The study, by Unbiased.co.uk, also says the average income tax liability has doubled since 1990 and now stands at £4,200.
In addition, it suggests the total number of taxpayers has increased by 14% since 1989/90 but, in that same period, tax liability has rocketed by over 171%.
Finally, Unbiased.co.uk points out a total of £224m is lost in tax by those who don’t transfer deposits to their lower taxed partners.
David Elms, chief executive of IFA Promotion, says all tax-payers must act now and claim back this “unnecessary” over payment of tax.
“It is easy and straightforward to reclaim any overpaid taxes that have been deducted inaccurately, by filling out an R85 form,” he says.
“Over-paid tax can be reclaimed from the HMRC up to five years previous so it isn’t too late if you think you have been paying too much.”
Partners on different tax allowances can spread income from sources other than employment between them to avoid paying too much tax, he adds.
If this was followed, Unbiased research suggests that, between the 1.6 million non-taxpaying partners in higher-income households, £224m would be saved.

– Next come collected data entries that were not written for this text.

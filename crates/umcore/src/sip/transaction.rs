// SPDX-License-Identifier: Apache-2.0 OR MIT
// Copyright (c) 2025-2026 naskel.com

//! Non-INVITE client transactions (RFC3261 17.1.2): the in-dialog BYE,
//! CANCEL and INFO transaction users, and the REGISTER client that runs
//! on the registration pseudo-dialog with RFC2617 digest authentication.
//!
//! Replies match transactions by (Call-ID, CSeq method, CSeq number).
//! The via branch is parsed and carried but deliberately not used for
//! matching: common peers emit noncompliant branches.

use super::dialog::SipDialog;
use super::interface::SipContext;
use super::msg::SipMessage;
use super::parse::{param_find, parse_authenticate, SipPreposition, SipUri, SipVia};
use super::utils::{make_branch, make_tag, IpAddressSpec, SipTimer};
use super::{DialogContent, DialogState, SipState};
use crate::config::{SIP_T1_MS, SIP_T2_MS, SIP_T4_MS};
use md5::{Digest, Md5};
use parking_lot::Mutex;
use std::sync::Arc;

/// Transaction matching key: (Call-ID, CSeq method, CSeq number).
pub type TuKey = (String, String, u32);

/// What kind of client transaction this is; decides how the final
/// response lands on the dialog.
#[derive(Debug, Clone, Copy, PartialEq, Eq)]
pub enum TuKind {
    Bye,
    Cancel,
    InfoDtmf,
    Register { unregister: bool },
}

struct TuInner {
    request: SipMessage,
    peer: IpAddressSpec,
    timer_e: SipTimer,
    timer_f: SipTimer,
    timer_k: SipTimer,
    completed: bool,
}

/// A client (outbound) non-INVITE transaction.
pub struct SipTransactionTu {
    pub kind: TuKind,
    ctx: Arc<SipContext>,
    /// The owning dialog; None for REGISTER exchanges.
    dialog: Option<Arc<SipDialog>>,
    tran_id: u64,
    inner: Mutex<TuInner>,
}

impl SipTransactionTu {
    fn new(
        ctx: Arc<SipContext>,
        kind: TuKind,
        dialog: Option<Arc<SipDialog>>,
        tran_id: u64,
        request: SipMessage,
        peer: IpAddressSpec,
    ) -> Arc<SipTransactionTu> {
        Arc::new(SipTransactionTu {
            kind,
            ctx,
            dialog,
            tran_id,
            inner: Mutex::new(TuInner {
                request,
                peer,
                timer_e: SipTimer::new(),
                timer_f: SipTimer::new(),
                timer_k: SipTimer::new(),
                completed: false,
            }),
        })
    }

    pub fn key(&self) -> TuKey {
        let inner = self.inner.lock();
        (
            inner.request.call_id.clone(),
            inner.request.cseq_method.clone(),
            inner.request.cseq_num,
        )
    }

    /// Register with the context and fire the request with timers E/F.
    fn start(self: &Arc<Self>) {
        self.ctx.register_tu(self.clone());
        let (msg, peer) = {
            let mut inner = self.inner.lock();
            inner.timer_e.set(SIP_T1_MS);
            inner.timer_f.set_once(64 * SIP_T1_MS);
            (inner.request.clone(), inner.peer.clone())
        };
        self.ctx.send(&msg, &peer);
    }

    /// An inbound response matched to this transaction.
    pub fn on_response(&self, msg: &SipMessage) {
        if msg.code < 200 {
            // Provisional: back the retransmit rate off to T2.
            self.inner.lock().timer_e.set(SIP_T2_MS);
            return;
        }
        {
            let mut inner = self.inner.lock();
            if inner.completed {
                return; // response retransmission
            }
            inner.completed = true;
            inner.timer_e.stop();
            inner.timer_f.stop();
            inner.timer_k.set(SIP_T4_MS);
        }
        let ok = msg.code_class() == 200;
        match self.kind {
            TuKind::Bye => {
                if let Some(d) = self.dialog.as_ref() {
                    d.push_state(
                        if ok { SipState::Cleared } else { SipState::Fail },
                        msg.code,
                        DialogContent::None,
                    );
                }
            }
            TuKind::Cancel => {
                if let Some(d) = self.dialog.as_ref() {
                    d.push_state(
                        if ok { SipState::Canceled } else { SipState::Fail },
                        msg.code,
                        DialogContent::None,
                    );
                }
            }
            TuKind::InfoDtmf => {
                if let Some(d) = self.dialog.as_ref() {
                    d.push_event(DialogState::Dtmf, msg.code, DialogContent::None);
                }
            }
            TuKind::Register { .. } => self.register_response(msg),
        }
    }

    fn register_response(&self, msg: &SipMessage) {
        match msg.code_class() {
            200 => {
                // A fresh Kc may ride in on the OK.
                let kc = msg
                    .extra_headers
                    .iter()
                    .find(|h| h.name.eq_ignore_ascii_case("P-GSM-Kc"))
                    .map(|h| h.value.clone())
                    .or_else(|| {
                        let info = msg.authentication_info.as_deref()?;
                        let params = parse_authenticate(info);
                        param_find(&params, "cnonce").map(str::to_string)
                    });
                let content = match kc {
                    Some(kc) => DialogContent::Auth { kc },
                    None => DialogContent::None,
                };
                self.ctx.deliver(super::DialogMessage {
                    tran_id: self.tran_id,
                    state: DialogState::Active,
                    sip_code: msg.code,
                    content,
                });
            }
            _ if msg.code == 401 => {
                let rand = msg
                    .www_authenticate
                    .as_deref()
                    .map(parse_authenticate)
                    .and_then(|p| param_find(&p, "nonce").map(str::to_string))
                    .unwrap_or_default();
                self.ctx.deliver(super::DialogMessage {
                    tran_id: self.tran_id,
                    state: DialogState::Fail,
                    sip_code: 401,
                    content: DialogContent::Challenge {
                        rand,
                        reject_cause: register_reject_cause(401),
                    },
                });
            }
            _ => {
                self.ctx.deliver(super::DialogMessage {
                    tran_id: self.tran_id,
                    state: DialogState::Fail,
                    sip_code: msg.code,
                    content: DialogContent::Challenge {
                        rand: String::new(),
                        reject_cause: register_reject_cause(msg.code),
                    },
                });
            }
        }
    }

    /// Timer pass; true when the transaction can be dropped.
    pub fn periodic_service(&self) -> bool {
        let mut resend: Option<(SipMessage, IpAddressSpec)> = None;
        let mut timed_out = false;
        let mut remove = false;
        {
            let mut inner = self.inner.lock();
            if inner.timer_e.expired() && !inner.completed {
                resend = Some((inner.request.clone(), inner.peer.clone()));
                inner.timer_e.set_double(SIP_T2_MS);
            } else if inner.timer_f.expired() && !inner.completed {
                inner.timer_e.stop();
                inner.timer_f.stop();
                inner.completed = true;
                timed_out = true;
                remove = true;
            } else if inner.timer_k.expired() {
                remove = true;
            }
        }
        if let Some((msg, peer)) = resend {
            self.ctx.send(&msg, &peer);
        }
        if timed_out {
            match self.kind {
                TuKind::Register { .. } => self.ctx.deliver(super::DialogMessage {
                    tran_id: self.tran_id,
                    state: DialogState::Fail,
                    sip_code: 408,
                    content: DialogContent::None,
                }),
                _ => {
                    if let Some(d) = self.dialog.as_ref() {
                        d.push_state(SipState::Fail, 408, DialogContent::None);
                    }
                }
            }
        }
        remove
    }
}

/// Map a REGISTER failure onto a GSM 04.08 reject cause.
fn register_reject_cause(code: u32) -> u32 {
    match code {
        401 => 0,  // challenge, not a rejection
        404 => 2,  // IMSI unknown in HLR
        403 => 3,  // illegal MS
        _ => 17,   // network failure
    }
}

// ===== RFC2617 digest =====

fn md5_hex(input: &str) -> String {
    let mut h = Md5::new();
    h.update(input.as_bytes());
    let out = h.finalize();
    out.iter().map(|b| format!("{b:02x}")).collect()
}

/// The digest response: MD5(HA1:nonce:HA2) with HA1 = MD5(user:realm:pw)
/// and HA2 = MD5(method:uri).
pub fn digest_response(
    username: &str,
    realm: &str,
    password: &str,
    method: &str,
    uri: &str,
    nonce: &str,
) -> String {
    let ha1 = md5_hex(&format!("{username}:{realm}:{password}"));
    let ha2 = md5_hex(&format!("{method}:{uri}"));
    md5_hex(&format!("{ha1}:{nonce}:{ha2}"))
}

// ===== Transaction-user entry points =====

/// Send a BYE on an active dialog; the Reason header carries the Q.850
/// cause.
pub fn send_bye(dialog: &Arc<SipDialog>, cause: super::TermCause) {
    let mut request = dialog.make_in_dialog_request("BYE", None);
    request.reason_header = Some(cause.reason_header());
    let peer = dialog.inner.lock().vars.proxy.clone();
    let tu = SipTransactionTu::new(
        dialog.ctx.clone(),
        TuKind::Bye,
        Some(dialog.clone()),
        dialog.tran_id.load(std::sync::atomic::Ordering::SeqCst),
        request,
        peer,
    );
    tu.start();
}

/// Cancel a pending MO INVITE. The CANCEL reuses the INVITE's branch and
/// CSeq number (RFC3261 9.1).
pub fn send_cancel(dialog: &Arc<SipDialog>, cause: super::TermCause) {
    let (request, peer) = {
        let inner = dialog.inner.lock();
        let Some(invite) = inner.invite.as_ref() else {
            log::warn!("[Dialog {}] CANCEL with no INVITE", dialog.dialog_id);
            return;
        };
        let mut request = SipMessage::ack_or_cancel("CANCEL", invite);
        request.reason_header = Some(cause.reason_header());
        (request, inner.vars.proxy.clone())
    };
    let tu = SipTransactionTu::new(
        dialog.ctx.clone(),
        TuKind::Cancel,
        Some(dialog.clone()),
        dialog.tran_id.load(std::sync::atomic::Ordering::SeqCst),
        request,
        peer,
    );
    tu.start();
}

/// Carry a DTMF key as a SIP INFO with the dtmf-relay body.
pub fn send_info_dtmf(dialog: &Arc<SipDialog>, key: char) {
    let mut request = dialog.make_in_dialog_request("INFO", None);
    request.add_body(
        "application/dtmf-relay",
        &format!("Signal={key}\r\nDuration=200\r\n"),
    );
    let peer = dialog.inner.lock().vars.proxy.clone();
    let tu = SipTransactionTu::new(
        dialog.ctx.clone(),
        TuKind::InfoDtmf,
        Some(dialog.clone()),
        dialog.tran_id.load(std::sync::atomic::Ordering::SeqCst),
        request,
        peer,
    );
    tu.start();
}

/// Build and send a REGISTER (or unregister) on the registration
/// pseudo-dialog. `challenge` is the (nonce, SRES) pair from a prior 401.
pub fn send_register(
    register_dialog: &Arc<SipDialog>,
    tran_id: u64,
    imsi: &str,
    challenge: Option<(&str, &str)>,
    unregister: bool,
) {
    let ctx = register_dialog.ctx.clone();
    let realm = ctx.config.get_str("SIP.Realm");
    let expires = if unregister {
        0
    } else {
        60 * ctx.config.get_num("SIP.RegistrationPeriod").max(0) as u32
    };
    let (request, peer) = {
        let mut inner = register_dialog.inner.lock();
        let proxy = inner.vars.proxy.clone();
        let req_uri = format!("sip:{}", proxy.name);
        let username = format!("IMSI{imsi}");
        let my_uri = if realm.is_empty() {
            SipUri::make(&username, &proxy.name, 0)
        } else {
            SipUri::make(&username, &realm, 0)
        };
        let cseq = inner.vars.next_cseq();
        let mut msg = SipMessage {
            method: "REGISTER".to_string(),
            req_uri: req_uri.clone(),
            to: SipPreposition::new("", my_uri.clone(), ""),
            from: SipPreposition::new("", my_uri, &make_tag()),
            call_id: inner.vars.call_id.clone(),
            cseq_num: cseq,
            cseq_method: "REGISTER".to_string(),
            max_forwards: Some("70".to_string()),
            contact: Some(format!(
                "<sip:{}@{}>;expires={}",
                username,
                ctx.local_ip_and_port(),
                expires
            )),
            expires: Some(expires),
            ..SipMessage::default()
        };
        msg.add_via(SipVia::make("UDP", &ctx.local_ip_and_port(), &make_branch()));
        if let Some((nonce, sres)) = challenge {
            if !sres.is_empty() {
                if realm.is_empty() {
                    // The plain sipauthserve form: unhashed SRES.
                    msg.authorization = Some(format!(
                        "Digest nonce=\"{nonce}\", uri=\"{imsi}\", response=\"{sres}\""
                    ));
                } else {
                    let auth_uri = format!("sip:{realm}");
                    let response =
                        digest_response(&username, &realm, sres, "REGISTER", &auth_uri, nonce);
                    msg.authorization = Some(format!(
                        "Digest realm=\"{realm}\", username=\"{username}\", nonce=\"{nonce}\", uri=\"{auth_uri}\", response=\"{response}\", algorithm=MD5, qop=\"auth\""
                    ));
                }
            }
        }
        (msg, proxy)
    };
    let tu = SipTransactionTu::new(
        ctx,
        TuKind::Register { unregister },
        None,
        tran_id,
        request,
        peer,
    );
    tu.start();
}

“The transfer of assets between partners subject to different tax rates can result in the reduction of tax liability and can provide an extra slice of savings for many households,” Elms says.
“With individuals being taxed on pensions, interest from banks, dividends from shares and income from property there are many different sources of income that can be shared between a couple to avoid paying un-necessary tax.”